Responsibilities
- Keep production systems healthy, stable, and highly available across multiple regions.
- Build and maintain infrastructure automation using Infrastructure as Code and configuration management using Ansible: Improve delivery, deployment, and maintenance processes for our managed services and tooling.
- Participate in incident response and the on-call rotation; troubleshoot issues end-to-end and drive fixes to resolution.
- Partner with global teams to plan and execute platform changes
- Contribute to automation initiatives (self-service workflows, safer changes, reduced manual tasks).
Requirements
- 2+ years as a System Administrator (or 1+ year as DevOps/SRE).
- Strong Linux administration and production troubleshooting.
- Scripting skills in Bash, Go or Python.
- Automation/IaC: Ansible (hands-on experience building reusable playbooks/roles).
- Virtualization: VMware and/or KVM experience.
- Networking fundamentals: L3/L4, DNS, DHCP, NAT, routing, load balancers, VPN/IPsec, firewalls; hands-on troubleshooting with tools like tcpdump, traceroute, iperf.
- Web/edge basics: reverse proxies/web servers (e.g., NGINX).
Nice to Have
- Observability & logs: Elastic/ELK, Prometheus, Grafana, Alertmanager.
- Cloud basics: Azure / AWS / GCP.
- Databases/queues: PostgreSQL/MySQL, Redis, RabbitMQ/Kafka.
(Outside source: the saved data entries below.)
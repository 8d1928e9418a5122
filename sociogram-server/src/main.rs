// Copyright 2025 Sociogram Contributors
//
// This program is free software: you can redistribute it and/or modify
// it under the terms of the GNU Affero General Public License as published by
// the Free Software Foundation, either version 3 of the License, or
// (at your option) any later version.
//
// This program is distributed in the hope that it will be useful,
// but WITHOUT ANY WARRANTY; without even the implied warranty of
// MERCHANTABILITY or FITNESS FOR A PARTICULAR PURPOSE. See the
// GNU Affero General Public License for more details.
//
// You should have received a copy of the GNU Affero General Public License
// along with this program. If not, see <https://www.gnu.org/licenses/>.

use anyhow::Result;
use clap::Parser;
use sociogram_server::{config::ServerConfig, run_server};
use std::path::PathBuf;

#[derive(Parser, Debug)]
#[command(author, version, about, long_about = None)]
struct Args {
    /// Path to configuration file (TOML)
    #[arg(short, long)]
    config: Option<PathBuf>,

    /// HTTP listen address (overrides config file)
    #[arg(long, env = "SOCIOGRAM_HTTP_ADDR")]
    http_addr: Option<String>,

    /// Maximum upload size in bytes (overrides config file)
    #[arg(long, env = "SOCIOGRAM_MAX_UPLOAD_BYTES")]
    max_upload_bytes: Option<usize>,
}

#[tokio::main]
async fn main() -> Result<()> {
    let args = Args::parse();

    let mut config = ServerConfig::load(args.config)?;

    // Apply CLI overrides
    if let Some(addr) = args.http_addr {
        config.server.listen_addr = addr;
    }
    if let Some(limit) = args.max_upload_bytes {
        config.limits.max_upload_bytes = limit;
    }

    run_server(config).await
}
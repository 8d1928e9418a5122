// Copyright 2025 Sociogram Contributors
//
// This program is free software: you can redistribute it and/or modify
// it under the terms of the GNU Affero General Public License as published by
// the Free Software Foundation, either version 3 of the License, or
// (at your option) any later version.
//
// This program is distributed in the hope that it will be useful,
// but WITHOUT ANY WARRANTY; without even the implied warranty of
// MERCHANTABILITY or FITNESS FOR A PARTICULAR PURPOSE. See the
// GNU Affero General Public License for more details.
//
// You should have received a copy of the GNU Affero General Public License
// along with this program. If not, see <https://www.gnu.org/licenses/>.

//! Community detection by modularity optimization.
//!
//! The directed graph is first projected to an undirected weighted simple
//! graph (all directed edges between a pair combine into one weight), then
//! partitioned by a Louvain-style optimizer: greedy local moving that
//! maximizes the gain in
//!
//! ```text
//! Q = (1/2m) * Σij [Aij - ki*kj/2m] * δ(ci, cj)
//! ```
//!
//! followed by coarsening communities into super-nodes and repeating until
//! no further gain is possible.
//!
//! Labels are contiguous from 0 and only meaningful within a single run:
//! visiting order is randomized, so ties in edge weight can land either
//! way. Callers that need reproducibility (tests) pass a seed; everything
//! else compares partitions by grouping, never by label value.

use std::collections::{BTreeMap, HashMap};

use rand::seq::SliceRandom;
use rand::SeedableRng;
use tracing::debug;

use crate::error::PipelineError;
use crate::graph::{ActorId, InteractionGraph};

/// Actor id → community label. Request-scoped, never persisted.
pub type Partition = HashMap<ActorId, u64>;

/// Undirected weighted projection of an [`InteractionGraph`].
pub struct UndirectedGraph {
    node_ids: Vec<ActorId>,
    /// Per node: neighbor index → combined edge weight. Symmetric.
    adjacency: Vec<HashMap<usize, f64>>,
    /// Sum of all undirected edge weights (each pair counted once).
    total_weight: f64,
}

impl UndirectedGraph {
    /// Project the directed graph. Every directed edge between a pair
    /// contributes its weight (1.0 when unweighted) to the single
    /// undirected weight for that pair; nothing is double counted.
    pub fn project(graph: &InteractionGraph) -> Self {
        let node_ids: Vec<ActorId> = graph.node_ids().cloned().collect();
        let index: HashMap<&str, usize> = node_ids
            .iter()
            .enumerate()
            .map(|(i, id)| (id.as_str(), i))
            .collect();

        let mut pair_weights: BTreeMap<(usize, usize), f64> = BTreeMap::new();
        for edge in graph.edges() {
            let (Some(&a), Some(&b)) = (
                index.get(edge.source.as_str()),
                index.get(edge.target.as_str()),
            ) else {
                continue;
            };
            // No self-loops: guaranteed by the extractor.
            let key = if a < b { (a, b) } else { (b, a) };
            *pair_weights.entry(key).or_insert(0.0) += edge.weight.unwrap_or(1) as f64;
        }

        let mut adjacency = vec![HashMap::new(); node_ids.len()];
        let mut total_weight = 0.0;
        for (&(a, b), &w) in &pair_weights {
            adjacency[a].insert(b, w);
            adjacency[b].insert(a, w);
            total_weight += w;
        }

        Self {
            node_ids,
            adjacency,
            total_weight,
        }
    }

    pub fn node_count(&self) -> usize {
        self.node_ids.len()
    }

    pub fn is_edgeless(&self) -> bool {
        self.total_weight == 0.0
    }
}

/// The single capability the pipeline needs from a community detector.
/// Implementations may optimize however they like as long as they assign
/// every node of the projection a label.
pub trait CommunityDetector {
    fn detect(&self, graph: &UndirectedGraph) -> Partition;
}

#[derive(Debug, Clone)]
pub struct OptimizerConfig {
    /// Higher resolution favors more, smaller communities.
    pub resolution: f64,
    /// Maximum local-moving sweeps per coarsening level.
    pub max_passes: usize,
    /// RNG seed for the node visiting order. `None` seeds from entropy.
    pub seed: Option<u64>,
}

impl Default for OptimizerConfig {
    fn default() -> Self {
        Self {
            resolution: 1.0,
            max_passes: 10,
            seed: None,
        }
    }
}

/// Louvain-style greedy modularity optimizer.
pub struct ModularityOptimizer {
    config: OptimizerConfig,
}

impl ModularityOptimizer {
    pub fn new() -> Self {
        Self {
            config: OptimizerConfig::default(),
        }
    }

    pub fn with_config(config: OptimizerConfig) -> Self {
        Self { config }
    }

    /// Reproducible optimizer, for tests and debugging.
    pub fn seeded(seed: u64) -> Self {
        Self::with_config(OptimizerConfig {
            seed: Some(seed),
            ..Default::default()
        })
    }
}

impl Default for ModularityOptimizer {
    fn default() -> Self {
        Self::new()
    }
}

impl CommunityDetector for ModularityOptimizer {
    fn detect(&self, graph: &UndirectedGraph) -> Partition {
        let n = graph.node_count();
        if n == 0 {
            return Partition::new();
        }

        let mut rng = match self.config.seed {
            Some(seed) => rand::rngs::StdRng::seed_from_u64(seed),
            None => rand::rngs::StdRng::from_entropy(),
        };

        // Degenerate projection: every node is its own community.
        if graph.is_edgeless() {
            return graph
                .node_ids
                .iter()
                .enumerate()
                .map(|(i, id)| (id.clone(), i as u64))
                .collect();
        }

        // `membership[v]` tracks which current-level super-node each
        // original node belongs to.
        let mut membership: Vec<usize> = (0..n).collect();
        let mut level = LevelGraph::from_projection(graph);

        loop {
            let (assignment, improved) =
                local_moving(&level, self.config.resolution, self.config.max_passes, &mut rng);
            if !improved {
                break;
            }

            let (assignment, community_count) = renumber(&assignment);
            for m in membership.iter_mut() {
                *m = assignment[*m];
            }
            if community_count == level.len() {
                break;
            }
            level = level.aggregate(&assignment, community_count);
        }

        let (labels, community_count) = renumber(&membership);
        debug!(
            nodes = n,
            communities = community_count,
            "community detection finished"
        );

        graph
            .node_ids
            .iter()
            .zip(labels)
            .map(|(id, label)| (id.clone(), label as u64))
            .collect()
    }
}

/// Working graph at one coarsening level. Aggregated internal edges live
/// in `self_loops`.
struct LevelGraph {
    adjacency: Vec<HashMap<usize, f64>>,
    self_loops: Vec<f64>,
}

impl LevelGraph {
    fn from_projection(graph: &UndirectedGraph) -> Self {
        Self {
            adjacency: graph.adjacency.clone(),
            self_loops: vec![0.0; graph.node_count()],
        }
    }

    fn len(&self) -> usize {
        self.adjacency.len()
    }

    /// Weighted degree of a node, self-loops counted twice.
    fn degree(&self, i: usize) -> f64 {
        self.adjacency[i].values().sum::<f64>() + 2.0 * self.self_loops[i]
    }

    /// Collapse each community into one super-node.
    fn aggregate(&self, assignment: &[usize], community_count: usize) -> Self {
        let mut adjacency = vec![HashMap::new(); community_count];
        let mut self_loops = vec![0.0; community_count];

        for (i, &ci) in assignment.iter().enumerate() {
            self_loops[ci] += self.self_loops[i];
            for (&j, &w) in &self.adjacency[i] {
                let cj = assignment[j];
                if ci == cj {
                    // Each internal pair is visited from both ends.
                    self_loops[ci] += w / 2.0;
                } else {
                    *adjacency[ci].entry(cj).or_insert(0.0) += w;
                }
            }
        }

        Self {
            adjacency,
            self_loops,
        }
    }
}

/// Greedy local moving: sweep nodes in random order, moving each to the
/// neighboring community with the best positive modularity gain, until a
/// full sweep changes nothing or the pass budget runs out.
fn local_moving<R: rand::Rng>(
    level: &LevelGraph,
    resolution: f64,
    max_passes: usize,
    rng: &mut R,
) -> (Vec<usize>, bool) {
    let n = level.len();
    let mut community: Vec<usize> = (0..n).collect();
    let degrees: Vec<f64> = (0..n).map(|i| level.degree(i)).collect();
    let two_m: f64 = degrees.iter().sum();
    if two_m == 0.0 {
        return (community, false);
    }

    // Sum of degrees per community.
    let mut sigma: Vec<f64> = degrees.clone();
    let mut improved = false;

    let mut order: Vec<usize> = (0..n).collect();
    order.shuffle(rng);

    for _ in 0..max_passes {
        let mut moved = false;

        for &node in &order {
            let current = community[node];

            // Edge weight from `node` to each neighboring community.
            let mut neighbor_weights: HashMap<usize, f64> = HashMap::new();
            for (&neighbor, &w) in &level.adjacency[node] {
                *neighbor_weights.entry(community[neighbor]).or_insert(0.0) += w;
            }

            // Take the node out of its community before comparing gains.
            sigma[current] -= degrees[node];

            let stay_gain = gain(
                neighbor_weights.get(&current).copied().unwrap_or(0.0),
                degrees[node],
                sigma[current],
                two_m,
                resolution,
            );

            let mut best = current;
            let mut best_gain = stay_gain;
            for (&candidate, &w_ic) in &neighbor_weights {
                if candidate == current {
                    continue;
                }
                let candidate_gain =
                    gain(w_ic, degrees[node], sigma[candidate], two_m, resolution);
                if candidate_gain > best_gain {
                    best_gain = candidate_gain;
                    best = candidate;
                }
            }

            sigma[best] += degrees[node];
            if best != current {
                community[node] = best;
                moved = true;
                improved = true;
            }
        }

        if !moved {
            break;
        }
    }

    (community, improved)
}

/// Modularity gain of attaching a node with degree `k` to a community with
/// degree sum `sigma` via edges of total weight `w`.
fn gain(w: f64, k: f64, sigma: f64, two_m: f64, resolution: f64) -> f64 {
    w - resolution * k * sigma / two_m
}

/// Renumber labels to be contiguous from 0, preserving grouping.
fn renumber(assignment: &[usize]) -> (Vec<usize>, usize) {
    let mut mapping: HashMap<usize, usize> = HashMap::new();
    let mut next = 0;
    let renumbered = assignment
        .iter()
        .map(|&c| {
            *mapping.entry(c).or_insert_with(|| {
                let id = next;
                next += 1;
                id
            })
        })
        .collect();
    (renumbered, next)
}

/// Run community detection over a built graph and write each node's label.
///
/// A graph with zero edges short-circuits: every node gets community 0 and
/// the detector is never invoked (partitioning an edgeless graph is
/// undefined).
pub fn assign_communities(
    graph: &mut InteractionGraph,
    detector: &dyn CommunityDetector,
) -> Result<(), PipelineError> {
    if graph.edge_count() == 0 {
        for (_, attrs) in graph.nodes_mut() {
            attrs.community = 0;
        }
        return Ok(());
    }

    let projection = UndirectedGraph::project(graph);
    let partition = detector.detect(&projection);

    let labels: Vec<(ActorId, u64)> = graph
        .node_ids()
        .map(|id| {
            partition
                .get(id)
                .map(|&label| (id.clone(), label))
                .ok_or_else(|| {
                    PipelineError::internal("community", format!("node {id} missing from partition"))
                })
        })
        .collect::<Result<_, _>>()?;

    for (id, label) in labels {
        if let Some(attrs) = graph.attrs_mut(&id) {
            attrs.community = label;
        }
    }

    Ok(())
}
- Security basics: hardening, secrets management, access management, RBAC/least privilege.
- CI/CD tools: Jenkins, GitLab CI, GitHub Actions.
- Interest or experience in AI for operations / automation
Work Arrangement
Remote (Worldwide)
Team
Structure: fully remote, globally distributed team
Additional Information
- Please submit your resume and application in English.
- All employment offers are contingent upon successful completion of applicable criminal, education and identity background checks.